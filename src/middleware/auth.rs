//! Token handling for WebSocket connections.
//!
//! The hub itself never sees a token; it is resolved to an [`Identity`]
//! once, when the socket is accepted.

use async_trait::async_trait;
use jsonwebtoken::{decode, Algorithm, DecodingKey, Validation};
use serde::{Deserialize, Serialize};

use crate::error::AppError;
use crate::websocket::client::Identity;

/// JWT claims carried by client tokens
#[derive(Debug, Serialize, Deserialize, Clone)]
pub struct Claims {
    pub user_id: String,
    #[serde(default)]
    pub team_id: Option<String>,
    pub exp: usize,
}

#[async_trait]
pub trait TokenVerifier: Send + Sync {
    async fn verify(&self, token: &str) -> Result<Identity, AppError>;
}

/// HS256 verifier keyed by the shared `JWT_SECRET`.
pub struct JwtVerifier {
    key: DecodingKey,
    validation: Validation,
}

impl JwtVerifier {
    pub fn new(secret: &str) -> Self {
        Self {
            key: DecodingKey::from_secret(secret.as_bytes()),
            validation: Validation::new(Algorithm::HS256),
        }
    }
}

#[async_trait]
impl TokenVerifier for JwtVerifier {
    async fn verify(&self, token: &str) -> Result<Identity, AppError> {
        let data = decode::<Claims>(token, &self.key, &self.validation)?;
        if data.claims.user_id.is_empty() {
            return Err(AppError::Unauthorized);
        }
        Ok(Identity::new(data.claims.user_id, data.claims.team_id))
    }
}

/// What to do with a connection whose token is missing or invalid.
#[derive(Debug, Clone, Copy, PartialEq, Eq)]
pub enum AnonymousPolicy {
    /// Accept it as `anonymous` with no team
    Allow,
    Reject,
}

/// Pulls the bearer token from the `token` query parameter, falling back
/// to the `Authorization: Bearer` header.
pub fn extract_token(query: Option<&str>, authorization: Option<&str>) -> Option<String> {
    let from_query = query.and_then(|q| {
        q.split('&')
            .filter_map(|pair| pair.split_once('='))
            .find(|(key, _)| *key == "token")
            .and_then(|(_, value)| urlencoding::decode(value).ok())
            .map(|value| value.into_owned())
    });

    from_query
        .or_else(|| {
            authorization
                .and_then(|h| h.strip_prefix("Bearer "))
                .map(|t| t.trim().to_string())
        })
        .filter(|t| !t.is_empty())
}

pub async fn resolve_identity(
    verifier: &dyn TokenVerifier,
    token: Option<&str>,
    policy: AnonymousPolicy,
) -> Result<Identity, AppError> {
    let outcome = match token {
        Some(token) => verifier.verify(token).await,
        None => Err(AppError::Unauthorized),
    };

    match (outcome, policy) {
        (Ok(identity), _) => Ok(identity),
        (Err(e), AnonymousPolicy::Allow) => {
            tracing::debug!(error = %e, has_token = token.is_some(), "accepting anonymous connection");
            Ok(Identity::anonymous())
        }
        (Err(e), AnonymousPolicy::Reject) => {
            tracing::warn!(error = %e, has_token = token.is_some(), "rejecting unauthenticated connection");
            Err(AppError::Unauthorized)
        }
    }
}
....
DIRECTIONS: Pull out every line of the records above that contains the word "data".

EXERCISE ANSWER:
        let data = decode::<Claims>(token, &self.key, &self.validation)?;
        if data.claims.user_id.is_empty() {
        Ok(Identity::new(data.claims.user_id, data.claims.team_id))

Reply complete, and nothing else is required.